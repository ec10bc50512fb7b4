//! Name → plugin lookup table.

use std::fmt;
use std::sync::Arc;

use indexmap::IndexMap;

use super::ConstraintValidator;
use crate::constraints::{self, All, Any, Valid};

/// Plugins keyed by the constraint name they implement.
///
/// [`ConstraintRegistry::new`] pre-registers the structural constraints
/// (`Valid`, `All`, `Any`); registering a name again replaces the plugin.
#[derive(Clone)]
pub struct ConstraintRegistry {
    validators: IndexMap<String, Arc<dyn ConstraintValidator>>,
}

impl ConstraintRegistry {
    /// Registry holding the structural constraints.
    #[must_use]
    pub fn new() -> Self {
        let mut registry = Self::empty();
        registry.register(constraints::VALID, Valid);
        registry.register(constraints::ALL, All);
        registry.register(constraints::ANY, Any);
        registry
    }

    /// Registry without any plugin.
    #[must_use]
    pub fn empty() -> Self {
        Self {
            validators: IndexMap::new(),
        }
    }

    /// Registers (or replaces) the plugin for `name`.
    pub fn register<V>(&mut self, name: impl Into<String>, validator: V)
    where
        V: ConstraintValidator + 'static,
    {
        self.validators.insert(name.into(), Arc::new(validator));
    }

    /// Registers an already shared plugin.
    pub fn register_shared(&mut self, name: impl Into<String>, validator: Arc<dyn ConstraintValidator>) {
        self.validators.insert(name.into(), validator);
    }

    /// Plugin registered for `name`.
    #[must_use]
    pub fn get(&self, name: &str) -> Option<&Arc<dyn ConstraintValidator>> {
        self.validators.get(name)
    }

    /// Returns `true` if a plugin is registered for `name`.
    #[must_use]
    pub fn contains(&self, name: &str) -> bool {
        self.validators.contains_key(name)
    }

    /// Registered constraint names in registration order.
    pub fn names(&self) -> impl Iterator<Item = &str> {
        self.validators.keys().map(String::as_str)
    }
}

impl Default for ConstraintRegistry {
    fn default() -> Self {
        Self::new()
    }
}

impl fmt::Debug for ConstraintRegistry {
    fn fmt(&self, f: &mut fmt::Formatter<'_>) -> fmt::Result {
        f.debug_struct("ConstraintRegistry")
            .field("constraints", &self.names().collect::<Vec<_>>())
            .finish()
    }
}
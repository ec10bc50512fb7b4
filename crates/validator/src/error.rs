//! Error types for declaration, resolution, and execution failures.
//!
//! Validation *failures* are never errors: they are collected as
//! [`ConstraintViolation`](crate::ConstraintViolation)s and returned as data.
//! Everything in this module signals a defect in the declarations, the type
//! registry, or the plugin setup, and aborts the current call.

use thiserror::Error;

/// Coarse classification of a [`ValidatorError`].
#[derive(Debug, Clone, Copy, PartialEq, Eq, Hash)]
pub enum ErrorKind {
    /// Raised while building specifications or metadata.
    Declaration,
    /// Raised while looking up a class or interface.
    Resolution,
    /// Raised while walking an object graph.
    Execution,
}

/// Errors raised by the validation engine.
#[derive(Debug, Error)]
pub enum ValidatorError {
    /// A constraint was declared without one or more options its plugin requires.
    #[error("constraint {constraint} on {class} is missing required option(s): {}", options.join(", "))]
    MissingOptions {
        /// Constraint name.
        constraint: String,
        /// Class the constraint was declared on.
        class: String,
        /// The required options that were not supplied.
        options: Vec<String>,
    },

    /// A constraint was declared with options its plugin does not support.
    #[error("constraint {constraint} on {class} does not support option(s): {}", options.join(", "))]
    InvalidOptions {
        /// Constraint name.
        constraint: String,
        /// Class the constraint was declared on.
        class: String,
        /// The unsupported options.
        options: Vec<String>,
    },

    /// A class declared a group sequence that cannot be evaluated.
    #[error("invalid group sequence on {class}: {reason}")]
    GroupSequence {
        /// Class declaring the sequence.
        class: String,
        /// What is wrong with it.
        reason: String,
    },

    /// A type descriptor names itself as one of its own ancestors.
    #[error("inheritance cycle detected at {class}")]
    InheritanceCycle {
        /// The type at which the cycle was detected.
        class: String,
    },

    /// The class or interface is not registered in the type registry.
    #[error("unknown class: {class}")]
    UnknownClass {
        /// The class name that was looked up.
        class: String,
    },

    /// A property has no field, getter, or boolean accessor.
    #[error("property {property} of {class} is not readable (no field, getter, or boolean accessor)")]
    Access {
        /// Class owning the property.
        class: String,
        /// Property that could not be read.
        property: String,
    },

    /// No plugin is registered under the constraint's name.
    #[error("no validator registered for constraint {constraint}")]
    UnknownConstraint {
        /// Constraint name.
        constraint: String,
    },

    /// Traversal went deeper than the configured limit.
    #[error("object graph exceeds the maximum depth of {max_depth}")]
    DepthExceeded {
        /// The configured limit.
        max_depth: usize,
    },

    /// A metadata loader failed to produce declarations.
    #[error("metadata loader failed for {class}: {reason}")]
    Loader {
        /// Class being loaded.
        class: String,
        /// Loader-specific description.
        reason: String,
    },
}

impl ValidatorError {
    /// Convenience constructor for [`ValidatorError::UnknownClass`].
    pub fn unknown_class(class: impl Into<String>) -> Self {
        Self::UnknownClass {
            class: class.into(),
        }
    }

    /// Convenience constructor for [`ValidatorError::Access`].
    pub fn access(class: impl Into<String>, property: impl Into<String>) -> Self {
        Self::Access {
            class: class.into(),
            property: property.into(),
        }
    }

    /// Convenience constructor for [`ValidatorError::UnknownConstraint`].
    pub fn unknown_constraint(constraint: impl Into<String>) -> Self {
        Self::UnknownConstraint {
            constraint: constraint.into(),
        }
    }

    /// Convenience constructor for [`ValidatorError::GroupSequence`].
    pub fn group_sequence(class: impl Into<String>, reason: impl Into<String>) -> Self {
        Self::GroupSequence {
            class: class.into(),
            reason: reason.into(),
        }
    }

    /// Returns the coarse classification of this error.
    #[must_use]
    pub fn kind(&self) -> ErrorKind {
        match self {
            Self::MissingOptions { .. }
            | Self::InvalidOptions { .. }
            | Self::GroupSequence { .. }
            | Self::InheritanceCycle { .. }
            | Self::Loader { .. } => ErrorKind::Declaration,
            Self::UnknownClass { .. } => ErrorKind::Resolution,
            Self::Access { .. } | Self::UnknownConstraint { .. } | Self::DepthExceeded { .. } => {
                ErrorKind::Execution
            }
        }
    }
}

/// Result alias used throughout the crate.
pub type Result<T, E = ValidatorError> = std::result::Result<T, E>;
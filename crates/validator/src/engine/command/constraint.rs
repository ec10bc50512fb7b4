use std::sync::Arc;

use super::{CacheKey, Command, CommandKind};
use crate::engine::context::ExecutionContext;
use crate::engine::scope::ConstraintScope;
use crate::error::{Result, ValidatorError};
use crate::group::GroupSet;
use crate::plugin::Outcome;
use crate::spec::ConstraintSpecification;
use crate::value::Value;
use crate::violation::{ConstraintViolation, ConstraintViolationList, PropertyPath};

/// Runs one plugin against one value.
pub(crate) struct ValidateConstraint {
    pub(crate) value: Value,
    pub(crate) constraint: Arc<ConstraintSpecification>,
    pub(crate) path: PropertyPath,
    pub(crate) groups: Arc<GroupSet>,
}

impl Command for ValidateConstraint {
    fn kind(&self) -> CommandKind {
        CommandKind::Constraint
    }

    // Groups are left out: a constraint checked once in a pass is not
    // checked again when a later group selects it too.
    fn cache_key(&self) -> CacheKey {
        CacheKey::of(
            self.kind(),
            &(
                &self.value,
                Arc::as_ptr(&self.constraint).addr(),
                &self.path,
            ),
        )
    }

    fn execute(
        self,
        violations: &mut ConstraintViolationList,
        ctx: &mut ExecutionContext<'_>,
    ) -> Result<()> {
        let name = self.constraint.name();
        let plugin = ctx
            .resolver()
            .plugins()
            .get(name)
            .cloned()
            .ok_or_else(|| ValidatorError::unknown_constraint(name))?;

        let outcome = {
            let mut scope = ConstraintScope::new(ctx, violations, &self.path, &self.groups);
            plugin.validate(&self.value, &self.constraint, &mut scope)?
        };

        if let Outcome::Invalid(failure) = outcome {
            violations.push(ConstraintViolation::from_failure(
                failure,
                self.constraint.message(),
                ctx.root().clone(),
                &self.path,
                self.value.clone(),
                name,
            ));
        }
        Ok(())
    }
}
- - -
Using the entries above, give again exactly the lines from the line holding "#[derive(Debug, Error)]" through the line holding "does not support.". Include both end lines and nothing else.

Exercise answer —
#[derive(Debug, Error)]
pub enum ValidatorError {
    /// A constraint was declared without one or more options its plugin requires.
    #[error("constraint {constraint} on {class} is missing required option(s): {}", options.join(", "))]
    MissingOptions {
        /// Constraint name.
        constraint: String,
        /// Class the constraint was declared on.
        class: String,
        /// The required options that were not supplied.
        options: Vec<String>,
    },

    /// A constraint was declared with options its plugin does not support.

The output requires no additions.